Minoan terracotta bull’s head, 14th-century BC (via Christie’s).
Across the developing world, animal diseases cause huge losses. Although we do not know the full economic cost of livestock diseases, it is likely to be very high. Various estimates suggests that the global costs are tens to hundreds of billions of dollars a year, with most of these losses occurring in developing countries.
Scientists from . . . CGIAR . . . are setting up a “preemptive breeding” program to develop livestock with resistance to potential widespread outbreaks of currently localized diseases to help reduce some of the losses that would occur.
‘. . . Okeyo Mwai, a livestock geneticist at the International Livestock Research Institute (ILRI) in Kenya [says:] “Most of the [livestock] problems are in Africa where the costs of treating diseases are huge. As climate change makes diseases spread to new areas, that figure will rise astronomically . . . .
CGIAR scientists presented their preemptive breeding strategy and new evidence of threats from climate change to the science advisory body of the United Nations Framework Convention on Climate Change on June 4.
‘Current breeding strategies are inadequate because they are too slow to respond to disease outbreaks and climate challenges, the CGIAR researchers told the UNFCCC science advisory body. “The level of losses can be reduced if we proactively breed animals that are resistant and don’t require direct treatment,” Mwai says. . . .
‘For example, the Maasai tribe in Kenya have over many years bred sheep that are resistant to a deadly parasitic worm. The scientists are now working with these farmers to help introduce this breed to new areas that are suffering with high levels of the parasite. . . .
The scientists . . . are planning a research program that will use genome editing to take genetic material from resistant breeds and paste it into susceptible ones. This technology will allow a much more “precise” approach to creating animals with desirable traits.
‘In contrast, traditional breeding methods “mix and match” genes by mating individuals “in the hope” of producing individuals beneficial traits, Mwai says. But sexual reproduction offers no guarantees that offspring will exhibit the desired traits of the parents.
We need precision, not shotgun breeding, [Mwai] says.
Read the whole article by Natasha Gilbert in Scientific American, Preemptive genetics girds farmers for climate extremes and disease, 10 Jun 2015.

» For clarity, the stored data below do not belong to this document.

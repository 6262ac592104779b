use clap::{Args, Parser, Subcommand};
use emt_fleet::config::{Config, Overrides};
use emt_fleet::report::format_energy;
use emt_fleet::utils::logger::{flush_logger, setup_logger};
use emt_fleet::{
    CommandRunner, ConsoleSink, Controller, EnergyUnit, LogSink, MeasurementMethod, MeasurementStrategy,
    MonitoringError, RunOptions, SysinfoSource, SystemClock,
};
use log::info;
use std::path::PathBuf;
use std::process::ExitCode;
use std::sync::Arc;
use std::time::Duration;

#[derive(Parser, Debug)]
#[clap(name = "emt-fleet", version, about = "Per-process energy consumption monitor")]
struct Cli {
    #[clap(subcommand)]
    command: Command,
}

#[derive(Subcommand, Debug)]
enum Command {
    /// Track every running process until interrupted (Ctrl-C)
    Monitor(MonitorArgs),
    /// Run a single command and report the energy it consumed
    Run(RunArgs),
}

#[derive(Args, Debug, Clone)]
struct CommonArgs {
    /// Measurement method: hardware (RAPL, falls back to simulated) or simulated
    #[clap(long)]
    method: Option<MeasurementMethod>,

    /// Simulated consumption rate, units per second
    #[clap(long)]
    rate: Option<f64>,
}

#[derive(Args, Debug)]
struct MonitorArgs {
    #[clap(flatten)]
    common: CommonArgs,

    /// Seconds between polls
    #[clap(long, short)]
    interval: Option<f64>,

    /// Directory for the final CSV report
    #[clap(long)]
    output_dir: Option<PathBuf>,

    /// Stop after this many polling cycles
    #[clap(long)]
    cycles: Option<u64>,

    /// Only print the finished-process history in the final summary
    #[clap(long)]
    no_history: bool,
}

#[derive(Args, Debug)]
struct RunArgs {
    #[clap(flatten)]
    common: CommonArgs,

    /// Time limit in seconds (defaults to EMT_MAX_EXECUTION_TIME)
    #[clap(long, short)]
    timeout: Option<f64>,

    /// Run the command through the shell
    #[clap(long)]
    shell: bool,

    /// Label for the measurement
    #[clap(long, default_value = "ProcessRunner")]
    label: String,

    /// Command and arguments
    #[clap(trailing_var_arg = true, allow_hyphen_values = true, required = true)]
    command: Vec<String>,
}

impl Command {
    fn overrides(&self) -> Overrides {
        match self {
            Command::Monitor(args) => Overrides {
                polling_interval: args.interval,
                measurement_method: args.common.method,
                consumption_rate: args.common.rate,
                output_dir: args.output_dir.clone(),
                ..Default::default()
            },
            Command::Run(args) => Overrides {
                measurement_method: args.common.method,
                consumption_rate: args.common.rate,
                max_execution_time: args.timeout,
                ..Default::default()
            },
        }
    }
}

async fn monitor(config: Config, args: MonitorArgs, logger: LogSink) -> Result<ExitCode, MonitoringError> {
    let mut controller = Controller::new(SysinfoSource::new(), &config, Arc::new(SystemClock), logger.clone())?;
    if let Some(cycles) = args.cycles {
        controller = controller.with_max_cycles(cycles);
    }

    let handle = controller.stop_handle();
    tokio::spawn(async move {
        if tokio::signal::ctrl_c().await.is_ok() {
            info!("Interrupt received, stopping monitoring");
            handle.request_stop();
        }
    });

    println!("Process monitoring started. Press Ctrl-C to stop and see the total consumption.");
    let mut sink = ConsoleSink {
        show_history: !args.no_history,
    };
    let report = controller.run(&mut sink).await?;
    println!(
        "Monitoring complete. Total consumption: {}",
        format_energy(Some(report.total), report.unit)
    );
    Ok(ExitCode::SUCCESS)
}

async fn run(config: Config, args: RunArgs, logger: LogSink) -> Result<ExitCode, MonitoringError> {
    let strategy = MeasurementStrategy::resolve(config.measurement_method, config.command_rate(), &logger)?;
    let runner = CommandRunner::new(strategy, EnergyUnit::Joules, Arc::new(SystemClock), logger.child("runner"))
        .with_cpu_source(Arc::new(SysinfoSource::new()));
    let options = RunOptions {
        shell: args.shell,
        label: args.label,
        timeout: Some(config.max_execution_time.0).filter(|limit| !limit.is_zero()),
        capture_output: true,
    };

    let outcome = runner.run(&args.command, &options).await?;
    println!("Exit code: {}", outcome.exit_code.map_or("none".to_string(), |c| c.to_string()));
    if outcome.timed_out {
        println!(
            "Timed out after {:.1} seconds",
            options.timeout.unwrap_or(Duration::ZERO).as_secs_f64()
        );
    }
    println!("Output: {}", outcome.stdout.trim_end());
    println!("Errors: {}", outcome.stderr.trim_end());
    println!(
        "Energy consumed: {}",
        format_energy(outcome.energy_consumed, outcome.unit)
    );
    if let Some(cpu_time) = outcome.cpu_time {
        println!(
            "CPU time: {:.3} seconds, estimated {}",
            cpu_time.as_secs_f64(),
            format_energy(outcome.cpu_energy, outcome.unit)
        );
    }

    Ok(match (outcome.timed_out, outcome.exit_code) {
        (true, _) => ExitCode::from(124),
        (false, Some(code)) => ExitCode::from(code.clamp(0, 255) as u8),
        (false, None) => ExitCode::FAILURE,
    })
}

#[tokio::main]
async fn main() -> ExitCode {
    let cli = Cli::parse();

    let config = match Config::load().and_then(|config| config.apply(cli.command.overrides())) {
        Ok(config) => config,
        Err(e) => {
            eprintln!("Configuration error: {}", e);
            return ExitCode::from(2);
        }
    };

    setup_logger(config.log_level);
    let logger = LogSink::new("emt");
    info!("Application started");

    let result = match cli.command {
        Command::Monitor(args) => monitor(config, args, logger.child("monitor")).await,
        Command::Run(args) => run(config, args, logger.child("run")).await,
    };

    let code = match result {
        Ok(code) => code,
        Err(e) => {
            logger.error(format!("{}", e));
            eprintln!("Error: {}", e);
            ExitCode::FAILURE
        }
    };
    flush_logger();
    code
}
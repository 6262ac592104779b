use log::{Level, LevelFilter};
use std::sync::Arc;

/// Initialise the process-wide `env_logger` backend.
///
/// Call once at startup. `RUST_LOG` still wins over `level` so individual
/// targets can be tuned without touching the configuration.
pub fn setup_logger(level: LevelFilter) {
    let _ = env_logger::Builder::new()
        .filter_level(level)
        .parse_default_env()
        .format_timestamp_millis()
        .try_init();
}

/// Flush buffered log output before the process exits.
pub fn flush_logger() {
    log::logger().flush();
}

/// Named log sink handed to each component at construction.
///
/// All records go through the `log` facade under the sink's target, so
/// filtering per component works with plain `RUST_LOG=emt::tracker=debug`.
#[derive(Debug, Clone)]
pub struct LogSink {
    target: Arc<str>,
}

impl LogSink {
    pub fn new(target: &str) -> Self {
        Self {
            target: Arc::from(target),
        }
    }

    /// Derive a sink for a sub-component, e.g. `emt` -> `emt::tracker`.
    pub fn child(&self, name: &str) -> Self {
        Self::new(&format!("{}::{}", self.target, name))
    }

    pub fn target(&self) -> &str {
        &self.target
    }

    pub fn log(&self, level: Level, message: impl AsRef<str>) {
        log::log!(target: self.target(), level, "{}", message.as_ref());
    }

    pub fn debug(&self, message: impl AsRef<str>) {
        self.log(Level::Debug, message);
    }

    pub fn info(&self, message: impl AsRef<str>) {
        self.log(Level::Info, message);
    }

    pub fn warn(&self, message: impl AsRef<str>) {
        self.log(Level::Warn, message);
    }

    pub fn error(&self, message: impl AsRef<str>) {
        self.log(Level::Error, message);
    }
}

impl Default for LogSink {
    fn default() -> Self {
        Self::new("emt")
    }
}

#[cfg(test)]
mod tests {
    use super::*;

    #[test]
    fn test_child_target() {
        let sink = LogSink::new("emt");
        assert_eq!(sink.child("tracker").target(), "emt::tracker");
        assert_eq!(sink.child("tracker").child("rapl").target(), "emt::tracker::rapl");
    }
}
use crate::collectors::{EnergyUnit, MeasurementStrategy};
use crate::config::Config;
use crate::monitor::Clock;
use crate::report::{ActiveSummary, FinalReport, ReportSink};
use crate::tracker::{CycleOutcome, LifecycleTracker};
use crate::utils::errors::MonitoringError;
use crate::utils::logger::LogSink;
use crate::utils::psutils::ProcessSource;
use std::path::PathBuf;
use std::sync::Arc;
use std::time::Duration;
use tokio::sync::watch;

/// Cloneable handle used to end a monitoring session from anywhere.
#[derive(Clone, Debug)]
pub struct StopHandle {
    tx: Arc<watch::Sender<bool>>,
}

impl StopHandle {
    pub fn request_stop(&self) {
        self.tx.send_replace(true);
    }

    pub fn is_stop_requested(&self) -> bool {
        *self.tx.borrow()
    }
}

/// Drives snapshot -> reconcile -> report until asked to stop.
pub struct Controller<S: ProcessSource> {
    source: S,
    tracker: LifecycleTracker,
    clock: Arc<dyn Clock>,
    logger: LogSink,
    polling_interval: Duration,
    output_dir: Option<PathBuf>,
    max_cycles: Option<u64>,
    stop_tx: Arc<watch::Sender<bool>>,
    stop_rx: watch::Receiver<bool>,
}

impl<S: ProcessSource> Controller<S> {
    /// Build a fleet controller, resolving the measurement strategy once.
    pub fn new(source: S, config: &Config, clock: Arc<dyn Clock>, logger: LogSink) -> Result<Self, MonitoringError> {
        config.validate()?;
        let strategy = MeasurementStrategy::resolve(config.measurement_method, config.fleet_rate(), &logger)?;
        Ok(Self::with_strategy(
            source,
            strategy,
            EnergyUnit::MegawattHours,
            config,
            clock,
            logger,
        ))
    }

    pub fn with_strategy(
        source: S,
        strategy: MeasurementStrategy,
        unit: EnergyUnit,
        config: &Config,
        clock: Arc<dyn Clock>,
        logger: LogSink,
    ) -> Self {
        let (stop_tx, stop_rx) = watch::channel(false);
        let tracker = LifecycleTracker::new(strategy, unit, Arc::clone(&clock), logger.child("tracker"));
        Self {
            source,
            tracker,
            clock,
            logger,
            polling_interval: config.polling_interval.0,
            output_dir: config.output_dir.clone(),
            max_cycles: None,
            stop_tx: Arc::new(stop_tx),
            stop_rx,
        }
    }

    /// End the session by itself after `cycles` iterations.
    pub fn with_max_cycles(mut self, cycles: u64) -> Self {
        self.max_cycles = Some(cycles);
        self
    }

    pub fn stop_handle(&self) -> StopHandle {
        StopHandle {
            tx: Arc::clone(&self.stop_tx),
        }
    }

    pub fn request_stop(&self) {
        self.stop_handle().request_stop();
    }

    pub fn tracker(&self) -> &LifecycleTracker {
        &self.tracker
    }

    /// One reconciliation pass.
    ///
    /// Active pids missing from the snapshot get a direct liveness probe. The
    /// ones still alive, and the ones whose probe failed, are kept as
    /// inaccessible rather than finalized and are checked again next cycle.
    pub async fn run_cycle(&mut self) -> Result<CycleOutcome, MonitoringError> {
        let mut snapshot = self.source.snapshot().await?;

        for key in self.tracker.active_keys() {
            if snapshot.contains(key.pid) {
                continue;
            }
            match self.source.is_alive(key.pid).await {
                Ok(true) => {
                    snapshot.inaccessible.insert(key.pid);
                }
                Ok(false) => {}
                Err(e) => {
                    self.logger
                        .warn(format!("Liveness probe for PID {} failed, retrying next cycle: {}", key.pid, e));
                    snapshot.inaccessible.insert(key.pid);
                }
            }
        }

        Ok(self.tracker.reconcile(&snapshot))
    }

    /// Poll until stopped, then flush and return the settled report.
    pub async fn run(&mut self, sink: &mut dyn ReportSink) -> Result<FinalReport, MonitoringError> {
        self.logger.info(format!(
            "Process monitoring started (interval {:.2}s)",
            self.polling_interval.as_secs_f64()
        ));
        let mut iterations: u64 = 0;

        loop {
            if *self.stop_rx.borrow_and_update() {
                self.logger.info("Stop requested, finishing monitoring");
                break;
            }

            iterations += 1;
            if let Err(e) = self.run_cycle().await {
                self.logger.warn(format!("Skipping cycle {}: {}", iterations, e));
            }
            sink.cycle(&ActiveSummary::collect(&self.tracker), self.tracker.finalized());

            if self.max_cycles.is_some_and(|max| iterations >= max) {
                self.logger.info(format!("Reached {} cycles, finishing monitoring", iterations));
                break;
            }

            tokio::select! {
                _ = tokio::time::sleep(self.polling_interval) => {}
                _ = self.stop_rx.changed() => {}
            }
        }

        Ok(self.finish(sink))
    }

    fn finish(&mut self, sink: &mut dyn ReportSink) -> FinalReport {
        self.tracker.flush();
        let report = FinalReport::settle(&self.tracker, self.clock.now());

        if let Some(dir) = &self.output_dir {
            match report.write_csv(dir) {
                Ok(path) => self.logger.info(format!("Report written to {}", path.display())),
                Err(e) => self.logger.error(format!("Could not persist report: {}", e)),
            }
        }

        sink.finished(&report);
        report
    }
}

Read the new report, developed to inform decisions at the UN climate talks (Subsidiary Body for Scientific and Technological Advice of the UN Framework Convention on Climate Change) in Bonn, Germany, in Jun 2015: Climate and livestock disease: Assessing the vulnerability of agricultural systems to livestock pests under climate change scenarios, Jun 2015, Working Paper No. 116, CGIAR Research Program on Climate Change, Agriculture and Food Security (CCAFS), by ILRI scientists Delia Grace, Bernard Bett, Johanna Lindahl and Timothy Robinson.
View more CCAFS-published materials for UN climate talks in Bonn, Jun 2015 highlighting critical agricultural issues for the UN climate talk.
This article has been changed to correct a statement excerpted from the original Scientific American article saying that ‘Most of the world’s 38 billion livestock are kept in Africa’. Only some 2 billion poultry are in Africa, so this statement is inaccurate whether one takes the global poultry estimate to be 30.6 or 22.9 billion birds (at any one time). Compared to global estimates for 2013, Africa’s livestock populations are estimated by the Food and Agriculture Organization of the United Nations (FAO) to be the following:
- Cattle and water buffaloes: 0.3 of 1.7 billion = 18%
Sheep and goats: 0.68 of 2.1 billion = 32%
Pigs: 0.035 of 0.98 billion = 4%
Poultry birds: 1.9 of 22.9 = 8%
A more accurate summary of the situation would be that Africa has about:
- a fifth of the world’s large ruminants
- a third of the world’s small ruminants
- a small proportion of global pigs and poultry
In addition, the Scientific American article reported that animal diseases cost African farmers $300 billion a year; ILRI researchers estimate that this figure reflects the costs of the global rather than African disease burden; this blog article was changed accordingly.